Naval Detachment K's primary task was harassing Soviet supply lines to Leningrad on southern Ladoga, where Soviet and Allied food and munitions were transported to Leningrad. The unit also conducted minelaying operations near enemy bases and limited landing operations on the shores of Lake Ladoga. The unit failed to sink any Soviet watercraft during its operation on Lake Ladoga.

EFO also undertook offensive operations on the lake like the Battle of Sukho Island, but this was a failure. The Finnish Ladoga Flotilla also had clashed with the Soviet Ladoga Flotilla and operated in Lake Ladoga from June 25, 1941, through November 4, 1944.

==Analysis==
The operations of the international flotilla were a failure. Torpedoes proved useless in the shallow waters of southern Lake Ladoga, where they frequently struck the bottom. Nor did their magnetic detonators work well against the wooden hulls of Soviet barges and patrol boats. The secondary armament of Italian motor torpedo boats also proved too light seriously to threaten Soviet gunboats. German KM-boats turned out to have extremely unreliable engines, keeping them docked in port far longer than they spent on operations nor were their influence mines especially useful against mainly wooden hulled Soviet vessels.
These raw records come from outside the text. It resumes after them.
/// Resolve the effective thread count from config.
///
/// - `None` → use all available cores
/// - `Some(n)` → use `min(n, cores)` (user can constrain down, not up)
pub fn effective_threads(config: &ProcessingConfig) -> usize {
    let cores = std::thread::available_parallelism()
        .map(|n| n.get())
        .unwrap_or(1);
    config
        .max_processes
        .map(|n| n.clamp(1, cores))
        .unwrap_or(cores)
}

/// Parse `+HH:MM` / `-HH:MM` (also `Z`) into a fixed offset.
pub fn parse_utc_offset(value: &str) -> Option<FixedOffset> {
    let value = value.trim();
    if value.eq_ignore_ascii_case("z") {
        return FixedOffset::east_opt(0);
    }
    let (sign, rest) = match value.as_bytes().first()? {
        b'+' => (1, &value[1..]),
        b'-' => (-1, &value[1..]),
        _ => return None,
    };
    let (hours, minutes) = rest.split_once(':')?;
    if hours.len() != 2 || minutes.len() != 2 {
        return None;
    }
    let hours: i32 = hours.parse().ok()?;
    let minutes: i32 = minutes.parse().ok()?;
    if hours > 23 || minutes > 59 {
        return None;
    }
    FixedOffset::east_opt(sign * (hours * 3600 + minutes * 60))
}

// =============================================================================
// Config loading, merging, and validation
// =============================================================================

/// Returns the stock default config as a `toml::Value::Table`.
pub fn stock_defaults_value() -> toml::Value {
    toml::Value::try_from(SiteConfig::default()).expect("default config must serialize")
}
==Dissolving the detachment==

Naval Detachment K was dissolved in the winter of 1942–1943. The Italian MAS boats were moved from Lake Ladoga to Tallinn at the end of October 1942 and were eventually absorbed into the Finnish Navy as Jymy class motor torpedo boats. The Germans withdrew most of their vessels, leaving two Siebel ferries and four I-boats that the Finns had bought. In January 1943, the Soviet Armed Forces launched Operation Iskra, to break the siege. Axis forces were pushed back 80 km and the Road of Life lost its significance. Neither German nor Italian units returned to Lake Ladoga, although smaller Finnish units continued to operate in the lake against the Soviets during 1943 and 1944.